Pourquoi, déjà ? C’est la première question à laquelle l’auteur tente ici de répondre : quelles sont les raisons qui ont bien pu pousser des centaines de milliers de seigneurs et d’hommes d’armes, de prêtres et de moines, de simples fidèles et même de criminels et de prostituées, à quitter frénétiquement leur lointaine Europe occidentale pour s’abattre avec fracas sur un monde musulman alors morcelé et paralysé par les divisions, le sectarisme et la léthargie ? Si l’idée romantique de marcher sur la Terre sainte pour « libérer le tombeau du Christ » en transportait plus d’un, les motivations plus mondaines – cupidité, goût de la rapine et désir de s’offrir une vie meilleure en Orient – n’étaient naturellement pas absentes de l’équation, de même que les ambitions personnelles des barons et surtout de la Papauté, désireuse d’affermir son autorité sur le Vieux Continent, de l’étendre au-delà et de mettre au pas ses rivaux temporels. Surtout, l’auteur rappelle le cadre géopolitique plus large des Croisades : la première expression, médiévale, de la vitalité expansionniste de l’Occident chrétien – qui trouve ses autres expressions, parallèles, dans la Conquista hispanique et les aventures normandes en Sicile et en Afrique du Nord – et les motivations idéologiques sous-jacentes à ce grand mouvement, parfaitement exprimées par le pape Urbain II – en finir avec l’Islâm et restaurer une chrétienté idéale et fantasmée sur tout le pourtour méditerranéen.

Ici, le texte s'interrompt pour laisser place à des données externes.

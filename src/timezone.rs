use time::{OffsetDateTime, UtcOffset};
use time_tz::{Offset, TimeZone};

use crate::Error;

pub fn get_local_offset(canonical_timezone: &str) -> Option<UtcOffset> {
    time_tz::timezones::get_by_name(canonical_timezone)
        .map(|tz| tz.get_offset_utc(&OffsetDateTime::now_utc()).to_utc())
}

/// The current time in `canonical_timezone`, e.g. "Africa/Kigali".
///
/// # Errors
/// Returns [Error::InvalidTimezoneError] if the timezone is not known.
pub fn local_now(canonical_timezone: &str) -> Result<OffsetDateTime, Error> {
    let local_offset = get_local_offset(canonical_timezone).ok_or_else(|| {
        tracing::error!("Invalid timezone {canonical_timezone}");
        Error::InvalidTimezoneError(canonical_timezone.to_owned())
    })?;

    Ok(OffsetDateTime::now_utc().to_offset(local_offset))
}

#[cfg(test)]
mod tests {
    use time::UtcOffset;

    use crate::Error;

    use super::{get_local_offset, local_now};

    #[test]
    fn kigali_has_no_daylight_saving() {
        assert_eq!(
            get_local_offset("Africa/Kigali"),
            Some(UtcOffset::from_hms(2, 0, 0).unwrap())
        );
    }

    #[test]
    fn unknown_timezone_is_an_error() {
        assert_eq!(get_local_offset("Mars/Olympus_Mons"), None);
        assert_eq!(
            local_now("Mars/Olympus_Mons"),
            Err(Error::InvalidTimezoneError("Mars/Olympus_Mons".to_owned()))
        );
    }

    #[test]
    fn local_now_uses_the_timezone_offset() {
        let now = local_now("Africa/Kigali").unwrap();

        assert_eq!(now.offset(), UtcOffset::from_hms(2, 0, 0).unwrap());
    }
}
//! Alerts for displaying warnings and errors to users.
//!
//! Alerts are swapped into the `#alert-container` element of the base page
//! by htmx.

use maud::{Markup, html};

/// An alert message with its styling.
#[derive(Debug, Clone, PartialEq)]
pub enum Alert {
    Warning { message: String, details: String },
    Error { message: String, details: String },
}

impl Alert {
    pub fn into_html(self) -> Markup {
        let (message, details, container_style, icon_style) = match &self {
            Alert::Warning { message, details } => (
                message,
                details,
                "text-yellow-800 border-yellow-300 bg-yellow-50 \
                dark:bg-gray-800 dark:text-yellow-300 dark:border-yellow-800",
                "text-yellow-500 dark:text-yellow-300",
            ),
            Alert::Error { message, details } => (
                message,
                details,
                "text-red-800 border-red-300 bg-red-50 \
                dark:bg-gray-800 dark:text-red-400 dark:border-red-800",
                "text-red-500 dark:text-red-400",
            ),
        };

        html!(
            div
                id="alert-container"
                hx-swap-oob="true"
                class="w-full max-w-md px-4"
                style="position: fixed; bottom: 1rem; left: 50%; transform: translateX(-50%); z-index: 9999;"
            {
                div
                    role="alert"
                    class={"flex items-start p-4 mb-4 border rounded-lg " (container_style)}
                {
                    span class={"shrink-0 me-3 font-bold " (icon_style)} { "!" }

                    div class="flex-1"
                    {
                        p class="font-semibold" { (message) }

                        @if !details.is_empty() {
                            p class="text-sm mt-1" { (details) }
                        }
                    }

                    button
                        type="button"
                        aria-label="Close"
                        class="ms-3 text-sm font-medium"
                        onclick="this.closest('[role=alert]').remove()"
                    {
                        "✕"
                    }
                }
            }
        )
    }
}

#[cfg(test)]
mod tests {
    use scraper::{Html, Selector};

    use super::Alert;

    #[test]
    fn error_alert_shows_message_and_details() {
        let alert = Alert::Error {
            message: "Could not load transactions".to_owned(),
            details: "Try again".to_owned(),
        };

        let html = Html::parse_fragment(&alert.into_html().into_string());
        let selector = Selector::parse("[role=alert] p").unwrap();
        let text: Vec<_> = html
            .select(&selector)
            .map(|p| p.text().collect::<String>())
            .collect();

        assert_eq!(text, ["Could not load transactions", "Try again"]);
    }

    #[test]
    fn empty_details_are_omitted() {
        let alert = Alert::Warning {
            message: "Showing previous data".to_owned(),
            details: String::new(),
        };

        let html = Html::parse_fragment(&alert.into_html().into_string());
        let selector = Selector::parse("[role=alert] p").unwrap();

        assert_eq!(html.select(&selector).count(), 1);
    }
}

Comment, ensuite ? De Clermont à Jérusalem via Byzance, l’Anatolie et les côtes du Levant, l’auteur nous retrace le parcours des premières armées croisées jusqu’en Terre sainte, parsemé de crimes de guerre d’une ampleur inédite et allant même jusqu’au cannibalisme, traumatisant durablement l’inconscient collectif de la région. Les massacres de masse de civils juifs et musulmans, le pillage méthodique des belles métropoles du Shâm, la profanation des lieux saints et des mosquées, la spoliation des terres et la réduction en esclavage ou au servage des populations locales : chauffés à blanc par les diatribes d’un clergé fanatisé qui voyait dans le meurtre de « païens » un acte agréable à Dieu, abreuvés d’une propagande bigote et mensongère sur les prétendus méfaits de leurs proies à l’encontre des chrétiens, les barbares conquérants n’épargneraient aucune ignominie aux victimes expiatoires de leur équipée meurtrière. Une terreur qui devait marquer la naissance et le développement, par le fer et le sang, des fameux États latins d’Orient, dans un saisissant contraste avec l’apathie d’une bonne part des élites dirigeantes musulmanes d’alors : autant d’éléments qui seront également passés en revue au fil de ces pages.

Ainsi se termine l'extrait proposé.